The function wants to achieve to find all distinct subsets that sum up to `sum([1, 2, 4, 8, 128]) = 143`. It is allowed to create new subsets by taking an element from `mx` and replace that element with elements from `cx`, that have the same value. (Then the replaced element could be used again)

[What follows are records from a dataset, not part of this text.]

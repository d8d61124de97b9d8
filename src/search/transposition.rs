//! Fixed-size transposition table keyed by the position hash.
//!
//! This is a replacement cache, not a guaranteed-correct table: the slot is
//! chosen from the low bits of the key, every entry stores the full 64-bit
//! key, and a probe that does not match the stored key is a miss, never a
//! collision to resolve. Later writes overwrite earlier ones in the same
//! slot, except that a shallower result never displaces a deeper one for
//! the same position.

use crate::board::types::Move;

#[derive(Debug, Clone, Copy, PartialEq, Eq)]
pub enum Bound {
    Exact,
    Lower,
    Upper,
}

#[derive(Debug, Clone, Copy)]
pub struct TTEntry {
    pub key: u64,
    pub depth: u8,
    pub score: i32,
    pub bound: Bound,
    pub best_move: Option<Move>,
}

#[derive(Debug, Clone)]
pub struct TranspositionTable {
    entries: Vec<Option<TTEntry>>,
}

impl TranspositionTable {
    pub fn new_with_mb(size_mb: usize) -> Self {
        let bytes = size_mb.max(1) * 1024 * 1024;
        let entry_size = std::mem::size_of::<Option<TTEntry>>().max(1);
        let count = (bytes / entry_size).max(1);
        Self {
            entries: vec![None; count],
        }
    }

    #[inline]
    pub fn len(&self) -> usize {
        self.entries.len()
    }

    #[inline]
    pub fn is_empty(&self) -> bool {
        self.entries.is_empty()
    }

    /// Drop every entry. Done at the end of each iterative-deepening call;
    /// the depth-versioned entries are only meaningful within one search.
    #[inline]
    pub fn clear(&mut self) {
        self.entries.fill(None);
    }

    #[inline]
    fn idx(&self, key: u64) -> usize {
        (key as usize) % self.entries.len()
    }

    /// Full-key match or nothing; a slot holding an unrelated position is a
    /// plain miss.
    pub fn probe(&self, key: u64) -> Option<TTEntry> {
        self.entries[self.idx(key)].filter(|e| e.key == key)
    }

    pub fn store(&mut self, entry: TTEntry) {
        let idx = self.idx(entry.key);
        match self.entries[idx] {
            Some(existing) if existing.key == entry.key && entry.depth < existing.depth => {}
            _ => self.entries[idx] = Some(entry),
        }
    }
}

#[cfg(test)]
mod tests {
    use super::{Bound, TTEntry, TranspositionTable};

    fn entry(key: u64, depth: u8, score: i32) -> TTEntry {
        TTEntry {
            key,
            depth,
            score,
            bound: Bound::Exact,
            best_move: None,
        }
    }

    #[test]
    fn store_and_probe_round_trip() {
        let mut tt = TranspositionTable::new_with_mb(1);
        tt.store(entry(123, 5, 42));
        let got = tt.probe(123).expect("entry should exist");
        assert_eq!(got.depth, 5);
        assert_eq!(got.score, 42);
        assert!(tt.probe(456).is_none());
    }

    #[test]
    fn deeper_results_overwrite_shallower_ones() {
        let mut tt = TranspositionTable::new_with_mb(1);
        tt.store(entry(555, 2, 1));
        tt.store(entry(555, 1, 9));
        assert_eq!(tt.probe(555).expect("exists").score, 1);
        tt.store(entry(555, 6, 3));
        assert_eq!(tt.probe(555).expect("exists").depth, 6);
    }

    #[test]
    fn colliding_keys_are_misses_not_matches() {
        let mut tt = TranspositionTable::new_with_mb(1);
        let len = tt.len() as u64;
        tt.store(entry(7, 4, 10));
        // Same slot, different full key: probing must miss, and a write may
        // take the slot over.
        assert!(tt.probe(7 + len).is_none());
        tt.store(entry(7 + len, 1, 20));
        assert!(tt.probe(7).is_none());
        assert_eq!(tt.probe(7 + len).expect("exists").score, 20);
    }

    #[test]
    fn clear_empties_every_slot() {
        let mut tt = TranspositionTable::new_with_mb(1);
        tt.store(entry(99, 3, 7));
        tt.clear();
        assert!(tt.probe(99).is_none());
    }
}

It is assumed that `cx` contains only powers of 2 and `mx` is the binary representation (so basically the representation that uses the biggest powers). So the algorithm basically loops through `mx` checks if one element can be replaced and if yes replaces it in a new `mx`,`cx` (next_elements, next_available_elements) and calls itself recursively. If not it checks the next element in `mx` (current_elements) if it can be replaced.

The function is slow, one of the problems is that it returns many redundant subsets, which are not needed and are filtered out after that. How can the performance be improved?

Larger Testcases:

``````mx = [1, 16, 32, 256, 512, 8192]
cx = [2, 2, 4, 4, 4, 8, 8, 8, 8, 16, 16, 16, 16, 32, 32, 32, 32, 32, 64, 64, 64, 64, 64, 64, 64, 128, 128, 128, 128, 128, 128, 128, 128, 256, 256, 256, 256, 256, 256, 256, 512, 512, 512, 512, 512, 512, 512, 1024, 1024, 1024, 1024, 1024, 1024, 1024, 1024, 2048, 2048, 2048, 2048, 2048, 2048, 2048, 2048, 4096, 4096, 4096, 4096, 4096, 4096, 4096, 4096]

Testcase 2:
mx = [1, 8, 16, 32, 256, 512, 2048, 4096, 65536, 131072, 262144, 524288]
cx = [2, 2, 4, 4, 4, 8, 8, 8, 16, 16, 16, 16, 32, 32, 32, 32, 32, 64, 64, 64, 64, 64, 64, 64, 128, 128, 128, 128, 128, 128, 128, 128, 256, 256, 256, 256, 256, 256, 256, 256, 512, 512, 512, 512, 512, 512, 512, 512, 512, 1024, 1024, 1024, 1024, 1024, 1024, 1024, 1024, 1024, 1024, 1024, 2048, 2048, 2048, 2048, 2048, 2048, 2048, 2048, 2048, 2048, 4096, 4096, 4096, 4096, 4096, 4096, 4096, 4096, 4096, 4096, 8192, 8192, 8192, 8192, 8192, 8192, 8192, 8192, 8192, 8192, 8192, 16384, 16384, 16384, 16384, 16384, 16384, 16384, 16384, 16384, 16384, 16384, 32768, 32768, 32768, 32768, 32768, 32768, 32768, 32768, 32768, 32768, 32768, 65536, 65536, 65536, 65536, 65536, 65536, 65536, 65536, 65536, 65536, 131072, 131072, 131072, 131072, 131072, 131072, 131072, 131072, 131072, 131072, 262144, 262144, 262144, 262144, 262144, 262144, 262144, 262144, 262144, 262144]
``````

If even larger are needed i will add it.

Solution

1. You wrote about subsets. The wanted number should be probably
`print ("this is what we want", len(set([tuple(sorted(x)) for x in results])))`
2. What’s about subset with 0 changes ‘set(mx)’?
3. Number of subsets can be very large. Do you really need all subsets or only need number of subsets?
4. With first three points the problem could be reduce to known one: How many ways you can make change for amount `sum(mx)` with `mx + cx` coins?